Without a pre-authorization order from the appropriate circuit court, a trial court cannot exercise jurisdiction over a second or successive § 2255 motion. Nunez v. United States, 96 F.3d 990, 991 (7th Cir. 1996); see also Boykin v. United States, No. 99-3369 (8th Cir. 2000), 2000 WL 1610732 (unpublished opinion). Because the instant Petitioner has not obtained a pre-authorization order from the Eighth Circuit Court of Appeals, the trial court judge could not entertain a new § 2255 motion at this time. Id. It would therefore be inappropriate to construe the present habeas corpus petition as a § 2255 motion and attempt to transfer this matter to the court in which Petitioner was convicted and sentenced.

It also appears that any § 2255 motion that Petitioner might attempt to bring before the trial court at this time would be time-barred under the one-year statute of limitations applicable to § 2255 motions. 28 U.S.C. § 2255[¶ 6]. For this additional reason, it would not be appropriate to construe the present petition to be a § 2255 motion, and then transfer it to the trial court.

Furthermore, it is clearly appears that Petitioner deliberately elected to seek relief under the § 2241 habeas corpus statute, presumably because he believes that the remedy provided by § 2255 is "inadequate or ineffective to test the legality" of his conviction. He apparently thinks that his current petition is exempt from § 2255's exclusive remedy rule, and that he can challenge his conviction and sentence in a habeas proceeding, because he is not presently eligible for relief under § 2255. Such reasoning, however, must be rejected.

The rule against successive § 2255 motions would be rendered meaningless if a prisoner who is procedurally barred from bringing a § 2255 motion could simply argue that the remedy provided by that statute has become "inadequate or ineffective," and that he should therefore be allowed to bring his claims in a § 2241 habeas corpus petition or some other form of action. Congress could not have intended for the rules governing successive § 2255 motions (or the statute of limitations) to be so easily evaded. It is therefore not surprising that our Court of Appeals has expressly confirmed that § 2255 will not be viewed as inadequate or ineffective "merely because § 2255 relief has already been denied, . . . or because petitioner has been denied permission to file a second or successive § 2255 motion . . . or because a second or successive § 2255 motion has been dismissed, . . . or because petitioner has allowed the one year statute of limitations and/or grace period to expire." United States v.

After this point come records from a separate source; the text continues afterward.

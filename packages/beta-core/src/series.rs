//! Price and return series.
//!
//! Both series types validate on construction: dates strictly increasing, all
//! values finite, prices positive. Anything reaching the risk calculator has
//! already passed through here.

use crate::timeframe::{DateRange, Frequency};
use crate::types::{PricePoint, ReturnPoint};
use crate::{Error, Result};
use chrono::{Datelike, NaiveDate};
use serde::{Deserialize, Serialize};

/// A validated, chronologically ordered price or NAV series.
#[derive(Debug, Clone, PartialEq, Default, Serialize, Deserialize)]
#[serde(try_from = "Vec<PricePoint>", into = "Vec<PricePoint>")]
pub struct PriceSeries {
    points: Vec<PricePoint>,
}

impl PriceSeries {
    /// Create a series from points already in ascending date order.
    pub fn new(points: Vec<PricePoint>) -> Result<Self> {
        for p in &points {
            if !p.price.is_finite() || p.price <= 0.0 {
                return Err(Error::InvalidInput(format!(
                    "Price on {} must be positive and finite, got {}",
                    p.date, p.price
                )));
            }
        }
        check_ascending(points.iter().map(|p| p.date))?;
        Ok(Self { points })
    }

    /// Create a series from points in any order.
    ///
    /// Points are sorted by date; when a date repeats, the later point in the
    /// input wins.
    pub fn from_unsorted(mut points: Vec<PricePoint>) -> Result<Self> {
        // Stable sort keeps input order within a date, so the last one is the latest
        points.sort_by_key(|p| p.date);
        let mut deduped: Vec<PricePoint> = Vec::with_capacity(points.len());
        for p in points {
            match deduped.last_mut() {
                Some(last) if last.date == p.date => *last = p,
                _ => deduped.push(p),
            }
        }
        Self::new(deduped)
    }

    /// All points.
    pub fn points(&self) -> &[PricePoint] {
        &self.points
    }

    /// Number of observations.
    pub fn len(&self) -> usize {
        self.points.len()
    }

    /// Whether the series is empty.
    pub fn is_empty(&self) -> bool {
        self.points.is_empty()
    }

    /// First observation date.
    pub fn start(&self) -> Option<NaiveDate> {
        self.points.first().map(|p| p.date)
    }

    /// Last observation date.
    pub fn end(&self) -> Option<NaiveDate> {
        self.points.last().map(|p| p.date)
    }

    /// Raw prices in order.
    pub fn prices(&self) -> Vec<f64> {
        self.points.iter().map(|p| p.price).collect()
    }

    /// Restrict to observations inside `range`.
    pub fn within(&self, range: &DateRange) -> PriceSeries {
        PriceSeries {
            points: self
                .points
                .iter()
                .filter(|p| range.contains(p.date))
                .copied()
                .collect(),
        }
    }

    /// Downsample to one observation per period, keeping the last price seen.
    ///
    /// Each kept price is dated at the end of its period (ISO-week Sunday or
    /// month end), so two series resampled to the same frequency share dates
    /// even when their last trading days differ. Daily returns the series
    /// unchanged.
    pub fn resample(&self, frequency: Frequency) -> PriceSeries {
        let mut points: Vec<PricePoint> = Vec::new();
        for p in &self.points {
            let stamped = PricePoint::new(frequency.period_end(p.date), p.price);
            match points.last_mut() {
                Some(last) if last.date == stamped.date => *last = stamped,
                _ => points.push(stamped),
            }
        }
        PriceSeries { points }
    }

    /// Percentage returns between consecutive observations.
    ///
    /// `return[i] = (price[i] - price[i-1]) / price[i-1] * 100`, dated at `i`.
    ///
    /// # Errors
    ///
    /// `Error::InvalidInput` when a return overflows, e.g. a jump from a
    /// near-zero price.
    pub fn to_returns(&self) -> Result<ReturnSeries> {
        ReturnSeries::new(
            self.points
                .windows(2)
                .map(|w| {
                    ReturnPoint::new(w[1].date, (w[1].price - w[0].price) / w[0].price * 100.0)
                })
                .collect(),
        )
    }
}

impl TryFrom<Vec<PricePoint>> for PriceSeries {
    type Error = Error;

    fn try_from(points: Vec<PricePoint>) -> Result<Self> {
        Self::new(points)
    }
}

impl From<PriceSeries> for Vec<PricePoint> {
    fn from(series: PriceSeries) -> Self {
        series.points
    }
}

/// A validated series of percentage returns.
#[derive(Debug, Clone, PartialEq, Default, Serialize, Deserialize)]
#[serde(try_from = "Vec<ReturnPoint>", into = "Vec<ReturnPoint>")]
pub struct ReturnSeries {
    points: Vec<ReturnPoint>,
}

impl ReturnSeries {
    /// Create a series from points in ascending date order.
    pub fn new(points: Vec<ReturnPoint>) -> Result<Self> {
        if let Some(p) = points.iter().find(|p| !p.value.is_finite()) {
            return Err(Error::InvalidInput(format!(
                "Return on {} is not finite: {}",
                p.date, p.value
            )));
        }
        check_ascending(points.iter().map(|p| p.date))?;
        Ok(Self { points })
    }

    /// Build from parallel date and value vectors.
    pub fn from_parts(dates: &[NaiveDate], values: &[f64]) -> Result<Self> {
        if dates.len() != values.len() {
            return Err(Error::InvalidInput(format!(
                "Got {} dates but {} values",
                dates.len(),
                values.len()
            )));
        }
        Self::new(
            dates
                .iter()
                .zip(values)
                .map(|(&d, &v)| ReturnPoint::new(d, v))
                .collect(),
        )
    }

    /// All points.
    pub fn points(&self) -> &[ReturnPoint] {
        &self.points
    }

    /// Return values in order.
    pub fn values(&self) -> Vec<f64> {
        self.points.iter().map(|p| p.value).collect()
    }

    /// Dates in order.
    pub fn dates(&self) -> Vec<NaiveDate> {
        self.points.iter().map(|p| p.date).collect()
    }

    /// Number of observations.
    pub fn len(&self) -> usize {
        self.points.len()
    }

    /// Whether the series is empty.
    pub fn is_empty(&self) -> bool {
        self.points.is_empty()
    }
}

impl TryFrom<Vec<ReturnPoint>> for ReturnSeries {
    type Error = Error;

    fn try_from(points: Vec<ReturnPoint>) -> Result<Self> {
        Self::new(points)
    }
}

impl From<ReturnSeries> for Vec<ReturnPoint> {
    fn from(series: ReturnSeries) -> Self {
        series.points
    }
}

fn check_ascending(dates: impl Iterator<Item = NaiveDate>) -> Result<()> {
    let mut prev: Option<NaiveDate> = None;
    for date in dates {
        if let Some(p) = prev {
            if date <= p {
                return Err(Error::InvalidInput(format!(
                    "Dates must be strictly increasing: {date} follows {p}"
                )));
            }
        }
        prev = Some(date);
    }
    Ok(())
}
//! Bollinger Bands.

/// Bands around a moving average, one entry per input point.
///
/// Warm-up entries (the first `period - 1`) are 0.0 on all three lines.
#[derive(Debug, Clone, Default, PartialEq)]
pub struct Bands {
    pub lower: Vec<f64>,
    pub middle: Vec<f64>,
    pub upper: Vec<f64>,
}

/// Bollinger Bands: window mean plus and minus `width` population standard
/// deviations.
pub fn bollinger_bands(data: &[f64], period: usize, width: f64) -> Bands {
    let n = data.len();
    if period == 0 || period > n {
        return Bands {
            lower: vec![0.0; n],
            middle: vec![0.0; n],
            upper: vec![0.0; n],
        };
    }

    let mut bands = Bands {
        lower: vec![0.0; period - 1],
        middle: vec![0.0; period - 1],
        upper: vec![0.0; period - 1],
    };
    for window in data.windows(period) {
        let len = window.len() as f64;
        let mid = window.iter().sum::<f64>() / len;
        let sd = (window.iter().map(|x| (x - mid) * (x - mid)).sum::<f64>() / len).sqrt();
        bands.lower.push(mid - width * sd);
        bands.middle.push(mid);
        bands.upper.push(mid + width * sd);
    }
    bands
}

#[cfg(test)]
mod tests {
    use super::*;
    use approx::assert_relative_eq;

    #[test]
    fn test_bands_warmup_and_order() {
        let data: Vec<f64> = (0..30).map(|i| 100.0 + i as f64 * 0.5).collect();
        let bands = bollinger_bands(&data, 20, 2.0);

        assert_eq!(bands.middle.len(), 30);
        assert_eq!(bands.middle[18], 0.0);
        assert!(bands.lower[25] < bands.middle[25] && bands.middle[25] < bands.upper[25]);
        // last window is 10..=29
        assert_relative_eq!(bands.middle[29], 109.75, epsilon = 1e-9);
    }

    #[test]
    fn test_bands_collapse_on_flat_prices() {
        let bands = bollinger_bands(&[50.0; 25], 20, 2.0);
        assert_eq!(bands.upper[24], 50.0);
        assert_eq!(bands.lower[24], 50.0);
    }

    #[test]
    fn test_bands_short_input() {
        let bands = bollinger_bands(&[1.0, 2.0], 5, 2.0);
        assert_eq!(bands.upper, vec![0.0, 0.0]);
    }
}
//! Technical indicators for the screener.
//!
//! Series functions return one value per input point. Entries inside the
//! warm-up window hold 0.0 (50.0 for RSI).

mod average;
mod bands;
mod macd;
mod rsi;

pub use average::{ema, sma, trailing_mean};
pub use bands::{bollinger_bands, Bands};
pub use macd::{macd, Macd};
pub use rsi::rsi;

/// Latest volume divided by the average of the `period` volumes before it.
///
/// Returns `None` without enough history or when the average is zero.
pub fn volume_ratio(volumes: &[f64], period: usize) -> Option<f64> {
    let (&latest, prior) = volumes.split_last()?;
    let average = trailing_mean(prior, period)?;
    if average <= 0.0 {
        return None;
    }
    Some(latest / average)
}
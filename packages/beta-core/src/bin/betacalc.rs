//! betacalc CLI - beta and risk metrics for stocks, portfolios and mutual funds.
//!
//! Every command prints an `ApiResponse` JSON envelope on stdout. Logs go to
//! stderr and are controlled with `RUST_LOG`.

use anyhow::Context;
use beta_core::{
    analysis::{analyze_portfolio, commentary},
    portfolio::fund_weighted_beta,
    screener::{rank, screen, ScreenerSettings},
    source::{
        fetch_all_bars, http_client, CachedSource, HoldingsProvider, JsonFileHoldings,
        MfApiSource, PriceSource, YahooChartSource,
    },
    analyze, classify, AnalysisParams, ApiResponse, Benchmark, Config, DateRange, Error, Frequency,
    Holding, PricePoint, PriceSeries, Timeframe,
};
use clap::{Parser, Subcommand};
use serde::Serialize;
use serde_json::{json, Value};
use std::collections::HashMap;
use std::fs;
use std::path::{Path, PathBuf};
use tracing_subscriber::{layer::SubscriberExt, util::SubscriberInitExt, EnvFilter};

#[derive(Parser)]
#[command(name = "betacalc")]
#[command(about = "Beta calculator - systematic risk for stocks, portfolios and mutual funds")]
#[command(version)]
struct Cli {
    /// Config file (defaults to $BETACALC_CONFIG or the user config dir)
    #[arg(long, global = true)]
    config: Option<PathBuf>,

    #[command(subcommand)]
    command: Commands,
}

#[derive(Subcommand)]
enum Commands {
    /// Beta of one price series against another, both read from JSON files
    Beta {
        /// Asset prices: [{"date": "YYYY-MM-DD", "price": 123.4}, ...]
        #[arg(short, long)]
        asset: PathBuf,
        /// Benchmark prices, same format
        #[arg(short, long)]
        benchmark: PathBuf,
        /// daily, weekly or monthly
        #[arg(short, long)]
        frequency: Option<Frequency>,
        /// Annual risk-free rate in percent
        #[arg(short, long)]
        risk_free: Option<f64>,
    },
    /// Beta of a portfolio of holdings, prices read from a directory
    Portfolio {
        /// Holdings: [{"symbol": "TCS", "allocation": 25.0}, ...]
        #[arg(long)]
        holdings: PathBuf,
        /// Benchmark prices
        #[arg(short, long)]
        benchmark: PathBuf,
        /// Directory with one <SYMBOL>.json price file per holding
        #[arg(short, long)]
        prices_dir: PathBuf,
        #[arg(short, long)]
        frequency: Option<Frequency>,
        #[arg(short, long)]
        risk_free: Option<f64>,
    },
    /// Beta of a mutual fund from its NAV history
    Fund {
        /// AMFI scheme code
        #[arg(long)]
        amfi: String,
        /// Benchmark index (NIFTY50, SENSEX, NIFTY500, NIFTYMIDCAP)
        #[arg(short, long)]
        benchmark: Option<Benchmark>,
        /// 6M, 1Y, 3Y, 5Y or START..END
        #[arg(short, long, default_value = "1Y")]
        timeframe: Timeframe,
        /// daily, weekly or monthly; picked from the window when omitted
        #[arg(short, long)]
        frequency: Option<Frequency>,
        /// Disclosed holdings file keyed by scheme code
        #[arg(long)]
        holdings: Option<PathBuf>,
    },
    /// Beta of a listed stock
    Stock {
        /// NSE symbol or Yahoo ticker
        #[arg(short, long)]
        symbol: String,
        #[arg(short, long)]
        benchmark: Option<Benchmark>,
        #[arg(short, long, default_value = "1Y")]
        timeframe: Timeframe,
        #[arg(short, long)]
        frequency: Option<Frequency>,
    },
    /// Score stocks on technical indicators and rank them
    Screen {
        /// Symbols to screen
        #[arg(short, long = "symbol", num_args = 1.., required = true)]
        symbols: Vec<String>,
        #[arg(short, long, default_value = "1Y")]
        timeframe: Timeframe,
    },
    /// Risk class of a beta value
    Classify {
        #[arg(long, allow_hyphen_values = true)]
        beta: f64,
    },
    /// Show the resolved configuration
    Config,
}

fn main() -> anyhow::Result<()> {
    tracing_subscriber::registry()
        .with(EnvFilter::try_from_default_env().unwrap_or_else(|_| EnvFilter::new("warn")))
        .with(tracing_subscriber::fmt::layer().with_writer(std::io::stderr))
        .init();

    let cli = Cli::parse();
    let config_path = cli.config.clone().unwrap_or_else(Config::default_path);

    let output = match Config::load_from(&config_path) {
        Ok(config) => run(cli.command, config, &config_path)?,
        Err(e) => respond::<Value>(Err(e)),
    };

    println!("{}", output);
    Ok(())
}

fn run(command: Commands, config: Config, config_path: &Path) -> anyhow::Result<String> {
    let output = match command {
        Commands::Beta {
            asset,
            benchmark,
            frequency,
            risk_free,
        } => respond(handle_beta(
            &asset,
            &benchmark,
            params(&config, frequency, risk_free),
        )),
        Commands::Portfolio {
            holdings,
            benchmark,
            prices_dir,
            frequency,
            risk_free,
        } => respond(handle_portfolio(
            &holdings,
            &benchmark,
            &prices_dir,
            params(&config, frequency, risk_free),
        )),
        Commands::Classify { beta } => respond(handle_classify(beta)),
        Commands::Config => respond(Ok(json!({
            "path": config_path,
            "config": config,
        }))),
        Commands::Fund {
            amfi,
            benchmark,
            timeframe,
            frequency,
            holdings,
        } => {
            let benchmark = benchmark.unwrap_or(config.default_benchmark);
            respond(block_on(handle_fund(
                &config,
                &amfi,
                benchmark,
                timeframe,
                frequency,
                holdings.as_deref(),
            ))?)
        }
        Commands::Stock {
            symbol,
            benchmark,
            timeframe,
            frequency,
        } => {
            let benchmark = benchmark.unwrap_or(config.default_benchmark);
            respond(block_on(handle_stock(
                &config, &symbol, benchmark, timeframe, frequency,
            ))?)
        }
        Commands::Screen { symbols, timeframe } => {
            respond(block_on(handle_screen(&config, &symbols, timeframe))?)
        }
    };
    Ok(output)
}

/// Run a future on a fresh runtime; only network commands need one.
fn block_on<F: std::future::Future>(future: F) -> anyhow::Result<F::Output> {
    let runtime = tokio::runtime::Runtime::new().context("failed to start async runtime")?;
    Ok(runtime.block_on(future))
}

fn respond<T: Serialize>(result: beta_core::Result<T>) -> String {
    if let Err(e) = &result {
        tracing::debug!("Command failed: {}", e);
    }
    serde_json::to_string_pretty(&ApiResponse::from(result))
        .unwrap_or_else(|e| format!(r#"{{"ok":false,"error":"{}"}}"#, e))
}

fn params(config: &Config, frequency: Option<Frequency>, risk_free: Option<f64>) -> AnalysisParams {
    let mut params = AnalysisParams::from(config);
    if let Some(frequency) = frequency {
        params.frequency = frequency;
    }
    if let Some(rate) = risk_free {
        params.risk_free_rate = rate;
    }
    params
}

/// Params for a fetched window. Without an explicit frequency, the configured
/// one is stepped down until the window holds enough returns.
fn window_params(
    config: &Config,
    range: &DateRange,
    frequency: Option<Frequency>,
) -> AnalysisParams {
    match frequency {
        Some(_) => params(config, frequency, None),
        None => AnalysisParams::from(config).fitted_to(range),
    }
}

fn today() -> chrono::NaiveDate {
    chrono::Local::now().date_naive()
}

fn read_prices(path: &Path) -> beta_core::Result<PriceSeries> {
    let content = fs::read_to_string(path).map_err(|e| {
        Error::InvalidInput(format!("Cannot read {}: {}", path.display(), e))
    })?;
    let points: Vec<PricePoint> = serde_json::from_str(&content)?;
    PriceSeries::from_unsorted(points)
}

fn handle_beta(asset: &Path, benchmark: &Path, params: AnalysisParams) -> beta_core::Result<Value> {
    let asset = read_prices(asset)?;
    let benchmark = read_prices(benchmark)?;
    let report = analyze(&asset, &benchmark, &params)?;
    Ok(json!({ "report": report }))
}

fn handle_portfolio(
    holdings: &Path,
    benchmark: &Path,
    prices_dir: &Path,
    params: AnalysisParams,
) -> beta_core::Result<Value> {
    let content = fs::read_to_string(holdings).map_err(|e| {
        Error::InvalidInput(format!("Cannot read {}: {}", holdings.display(), e))
    })?;
    let holdings: Vec<Holding> = serde_json::from_str::<Vec<Holding>>(&content)?
        .into_iter()
        .map(|h| Holding::new(&h.symbol, h.allocation))
        .collect();

    let mut prices = HashMap::new();
    for holding in &holdings {
        let path = prices_dir.join(format!("{}.json", holding.symbol));
        if !path.exists() {
            return Err(Error::UnknownSymbol(holding.symbol.clone()));
        }
        prices.insert(holding.symbol.clone(), read_prices(&path)?);
    }

    let benchmark = read_prices(benchmark)?;
    let report = analyze_portfolio(&holdings, &prices, &benchmark, &params)?;
    Ok(json!({ "report": report }))
}

fn handle_classify(beta: f64) -> beta_core::Result<Value> {
    if !beta.is_finite() {
        return Err(Error::InvalidInput("beta must be a finite number".to_string()));
    }
    let class = classify(beta);
    Ok(json!({
        "beta": beta,
        "classification": class,
        "label": class.label(),
        "commentary": commentary(beta),
    }))
}

async fn handle_fund(
    config: &Config,
    scheme_code: &str,
    benchmark: Benchmark,
    timeframe: Timeframe,
    frequency: Option<Frequency>,
    holdings: Option<&Path>,
) -> beta_core::Result<Value> {
    let range = timeframe.resolve(today())?;
    let client = http_client(config)?;
    let navs = MfApiSource::from_config(client.clone(), config);
    let index = YahooChartSource::from_config(client, config);

    let ((meta, fund_prices), benchmark_prices) = futures::try_join!(
        navs.fetch_history(scheme_code, &range),
        index.fetch_prices(benchmark.ticker(), &range),
    )?;

    let params = window_params(config, &range, frequency);
    let report = analyze(&fund_prices, &benchmark_prices, &params)?;

    let holdings_beta = match holdings {
        Some(path) => {
            let disclosed = JsonFileHoldings::new(path).holdings(scheme_code).await?;
            Some(json!({
                "holdings": disclosed,
                "weighted_beta": fund_weighted_beta(&disclosed),
            }))
        }
        None => None,
    };

    Ok(json!({
        "scheme": meta,
        "benchmark": benchmark.name(),
        "months": range.months(),
        "report": report,
        "holdings": holdings_beta,
    }))
}

async fn handle_stock(
    config: &Config,
    symbol: &str,
    benchmark: Benchmark,
    timeframe: Timeframe,
    frequency: Option<Frequency>,
) -> beta_core::Result<Value> {
    let range = timeframe.resolve(today())?;
    let source = YahooChartSource::from_config(http_client(config)?, config);

    let (stock_prices, benchmark_prices) = futures::try_join!(
        source.fetch_prices(symbol, &range),
        source.fetch_prices(benchmark.ticker(), &range),
    )?;

    let params = window_params(config, &range, frequency);
    let report = analyze(&stock_prices, &benchmark_prices, &params)?;
    Ok(json!({
        "symbol": symbol.trim().to_uppercase(),
        "benchmark": benchmark.name(),
        "months": range.months(),
        "report": report,
    }))
}

async fn handle_screen(
    config: &Config,
    symbols: &[String],
    timeframe: Timeframe,
) -> beta_core::Result<Value> {
    let range = timeframe.resolve(today())?;
    let source = CachedSource::new(
        YahooChartSource::from_config(http_client(config)?, config),
        config.cache_ttl(),
    );
    let settings = ScreenerSettings::default();

    let fetched = fetch_all_bars(&source, symbols, &range, config.max_concurrent_fetches).await;

    let mut results = Vec::new();
    let mut errors = Vec::new();
    for (symbol, bars) in fetched {
        match bars.and_then(|bars| screen(&symbol, &bars, &settings)) {
            Ok(result) => results.push(result),
            Err(e) => errors.push(json!({ "symbol": symbol, "error": e.user_message() })),
        }
    }
    tracing::info!("Screened {} symbols, {} failed", results.len(), errors.len());

    Ok(json!({
        "results": rank(results),
        "errors": errors,
    }))
}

Lurie, 207 F.3d 1075, 1077 (8th Cir. 2000) (citations omitted). See also United States ex rel Perez v. Warden, FMC Rochester, 286 F.3d 1059, 1061-62 (8th Cir.) (reaffirming that § 2255 is not rendered inadequate or ineffective by operation of the rules limiting successive § 2255 motions),cert. denied, 537 U.S. 869 (2002).

Similar decisions have been reached in other circuit courts that have considered this subject. See e.g., U.S. v. Barrett, 178 F.3d 34, 50 (1st Cir. 1999) (a petition under § 2255 cannot become "inadequate or ineffective," thus permitting the use of § 2241, merely because a petitioner cannot meet the requirements for filing a second § 2255 motion), cert. denied, 528 U.S. 1176 (2000); Charles v. Chandler, 180 F.3d 753, 756 (6th Cir. 1999) ("the § 2255 remedy is not considered inadequate or ineffective simply because § 2255 relief has already been denied, [citations omitted], or because the petitioner is procedurally barred from pursuing relief under § 2255, [citations omitted], or because the petitioner has been denied permission to file a second or successive motion to vacate, [citation omitted]"); In re Vial, 115 F.3d 1192, 1194, n. 5 (4th Cir. 1997) ("the remedy afforded by § 2255 is not rendered inadequate or ineffective merely because an individual has been unable to obtain relief under that provision . . . or because an individual is procedurally barred from filing a § 2255 motion").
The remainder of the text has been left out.